Quantum Monte Carlo Simulations of the Vibrational Wavefunction of the Aromatic Cyclo[10]carbon Using a Full Dimensional Permutationally Invariant Potential Energy Surface.

Abstract

New experimental measurements [Sun et al., Nature 2023, 623, 972] of the cyclic C10 reveal a cumulenic pentagon-like D5h structure at ∼5 K. However, the long-standing presumption that a large zero-point vibrational energy combined with an extremely flat D5h ↔ D10h ↔ D5h isomerization pathway washes out the pentagonal D5h structure and yields a symmetric D10h decagon remains at odds with the experiment. We resolve this issue with our fitting approach based on a bond-order charge-density matrix expressed in permutationally invariant polynomials.

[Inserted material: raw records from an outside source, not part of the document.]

impl GraphSearchAdapter {
    /// Creates an adapter with default pool size, retry policy, and fuzzy
    /// threshold.
    pub fn new(store: Arc<dyn GraphStore>) -> Self {
        Self {
            store,
            pool: ConnectionPool::new("graph", DEFAULT_POOL_SIZE),
            retry: RetryPolicy::default(),
            fuzzy_threshold: DEFAULT_FUZZY_THRESHOLD,
            snippet_length: DEFAULT_SNIPPET_LENGTH,
        }
    }

    /// Creates an adapter configured from `config`.
    pub fn from_config(store: Arc<dyn GraphStore>, config: &EngineConfig) -> Self {
        Self::new(store)
            .with_pool(ConnectionPool::new("graph", config.graph_pool_size))
            .with_retry(RetryPolicy::once(config.retry_base_delay()))
            .with_fuzzy_threshold(config.fuzzy_match_threshold)
            .with_snippet_length(config.snippet_length)
    }

    /// Replaces the connection pool.
    pub fn with_pool(mut self, pool: ConnectionPool) -> Self {
        self.pool = pool;
        self
    }

    /// Replaces the retry policy.
    pub fn with_retry(mut self, retry: RetryPolicy) -> Self {
        self.retry = retry;
        self
    }

    /// Sets the minimum similarity for fuzzy name matches.
    pub fn with_fuzzy_threshold(mut self, threshold: f64) -> Self {
        self.fuzzy_threshold = threshold;
        self
    }

    /// Sets the snippet length.
    pub fn with_snippet_length(mut self, snippet_length: usize) -> Self {
        self.snippet_length = snippet_length;
        self
    }

    /// The adapter's connection pool.
    pub fn pool(&self) -> &ConnectionPool {
        &self.pool
    }

    /// Name of the underlying store.
    pub fn store_name(&self) -> &str {
        self.store.name()
    }

    /// Runs one store call under a pool slot, the retry policy, and the
    /// request deadline.
    async fn call<T, F, Fut>(&self, ctx: &RequestContext, label: &str, op: F) -> Result<T>
    where
        F: Fn() -> Fut,
        Fut: Future<Output = Result<T>>,
    {
        let pool = &self.pool;
        let op = &op;
        ctx.guard(self.retry.run(label, move || async move {
            let _slot = pool.acquire(ctx).await?;
            op().await
        }))
        .await
    }

    /// Resolves terms to nodes, in term order, without duplicates.
    async fn resolve(&self, ctx: &RequestContext, terms: &[String]) -> Result<Vec<GraphNode>> {
        let mut seen = HashSet::new();
        let mut nodes = Vec::new();
        for term in terms {
            let matched = self
                .call(ctx, "graph match", || {
                    self.store.match_nodes(term, self.fuzzy_threshold)
                })
                .await?;
            if matched.is_empty() {
                log::debug!("No graph node matches '{term}'");
            }
            for node in matched {
                if seen.insert(node.id.clone()) {
                    nodes.push(node);
                }
            }
        }
        Ok(nodes)
    }

    /// Names of vocabulary nodes (frameworks, sources, topics).
    pub async fn vocabulary(&self, ctx: &RequestContext) -> Result<Vec<String>> {
        self.call(ctx, "graph vocabulary", || {
            self.store.node_names(&NodeLabel::VOCABULARY)
        })
        .await
    }

    /// Traverses from the nodes named by `seed_concepts` and returns up to
    /// `limit` reached nodes as results.
    ///
    /// Seeds resolve in the order given. Traversal follows edges in both
    /// directions up to `max_depth` hops (capped at 10); seeds score 1.0.
    /// Results are ordered by graph score descending, then degree descending,
    /// then id ascending.
    pub async fn graph_search(
        &self,
        ctx: &RequestContext,
        seed_concepts: &[String],
        max_depth: usize,
        limit: usize,
    ) -> Result<Vec<SearchResult>> {
        if seed_concepts.is_empty() || limit == 0 {
            return Ok(Vec::new());
        }

        let seeds = self.resolve(ctx, seed_concepts).await?;
        if seeds.is_empty() {
            return Ok(Vec::new());
        }

        let depth = max_depth.min(MAX_TRAVERSAL_DEPTH);
        let seeds_ref = &seeds;
        let mut reached = self
            .call(ctx, "graph traverse", || self.store.traverse(seeds_ref, depth))
            .await?;

        reached.sort_by(|a, b| {
            a.hops
                .cmp(&b.hops)
                .then_with(|| b.node.degree.cmp(&a.node.degree))
                .then_with(|| a.node.id.cmp(&b.node.id))
        });
        reached.truncate(limit);

        log::debug!(
            "Graph search from {} seeds reached {} nodes (depth {depth})",
            seeds.len(),
            reached.len()
        );

        Ok(reached.into_iter().map(|r| self.to_result(r)).collect())
    }

    /// Terms related to `concepts` by `RELATED_TO` edges (one hop).
    ///
    /// Ordered by edge strength descending, then name; the concepts' own
    /// nodes are excluded.
    pub async fn related_terms(
        &self,
        ctx: &RequestContext,
        concepts: &[String],
        limit: usize,
    ) -> Result<Vec<String>> {
        if concepts.is_empty() || limit == 0 {
            return Ok(Vec::new());
        }

        let seeds = self.resolve(ctx, concepts).await?;
        let seed_ids: Vec<String> = seeds.iter().map(|n| n.id.clone()).collect();
        if seed_ids.is_empty() {
            return Ok(Vec::new());
        }

        let ids_ref = &seed_ids;
        let neighbors = self
            .call(ctx, "graph related", || {
                self.store.expand(ids_ref, Some(&[Relationship::RelatedTo]))
            })
            .await?;

        let excluded: HashSet<String> = concepts.iter().map(|c| normalize_query(c)).collect();
        let mut best: HashMap<String, f32> = HashMap::new();
        for neighbor in neighbors {
            if seed_ids.contains(&neighbor.node.id)
                || excluded.contains(&normalize_query(&neighbor.node.name))
            {
                continue;
            }
            let strength = neighbor.edge.effective_strength();
            best.entry(neighbor.node.name)
                .and_modify(|s| *s = s.max(strength))
                .or_insert(strength);
        }

        let mut terms: Vec<(String, f32)> = best.into_iter().collect();
        terms.sort_by(|a, b| {
            b.1.partial_cmp(&a.1)
                .unwrap_or(Ordering::Equal)
                .then_with(|| a.0.cmp(&b.0))
        });
        terms.truncate(limit);
        Ok(terms.into_iter().map(|(name, _)| name).collect())
    }

    fn to_result(&self, reached: Reached) -> SearchResult {
        let node = reached.node;
        let text = node
            .property_str("snippet")
            .or_else(|| node.property_str("content"))
            .map(|s| snippet(s, self.snippet_length))
            .unwrap_or_default();
        let source = node.property_str("source_name").unwrap_or_default().to_string();
        let topics = node.property_strings("topics");

        SearchResult::graph(node.id, node.name, proximity_score(reached.hops))
            .with_snippet(text)
            .with_source_name(source)
            .with_topics(topics)
    }
}

impl std::fmt::Debug for GraphSearchAdapter {
    fn fmt(&self, f: &mut std::fmt::Formatter<'_>) -> std::fmt::Result {
        f.debug_struct("GraphSearchAdapter")
            .field("store", &self.store.name())
            .field("pool", &self.pool)
            .field("retry", &self.retry)
            .field("fuzzy_threshold", &self.fuzzy_threshold)
            .finish()
    }
}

We train the model on τHCTH/cc-pVQZ data morphed to reproduce a relativistic all-electron CCSDT(Q)/CBS D5h-D10h potential energy barrier (benchmarked previously by others). Large scale diffusion Monte Carlo simulations in full dimensionality show that the vibrational ground state of C10 has compositional character of more than 96% D5h, fully reflecting the experimental imaging data. Quantum mechanical variational calculations in 1-D further suggest persistence of the D5h symmetry structure at higher temperatures.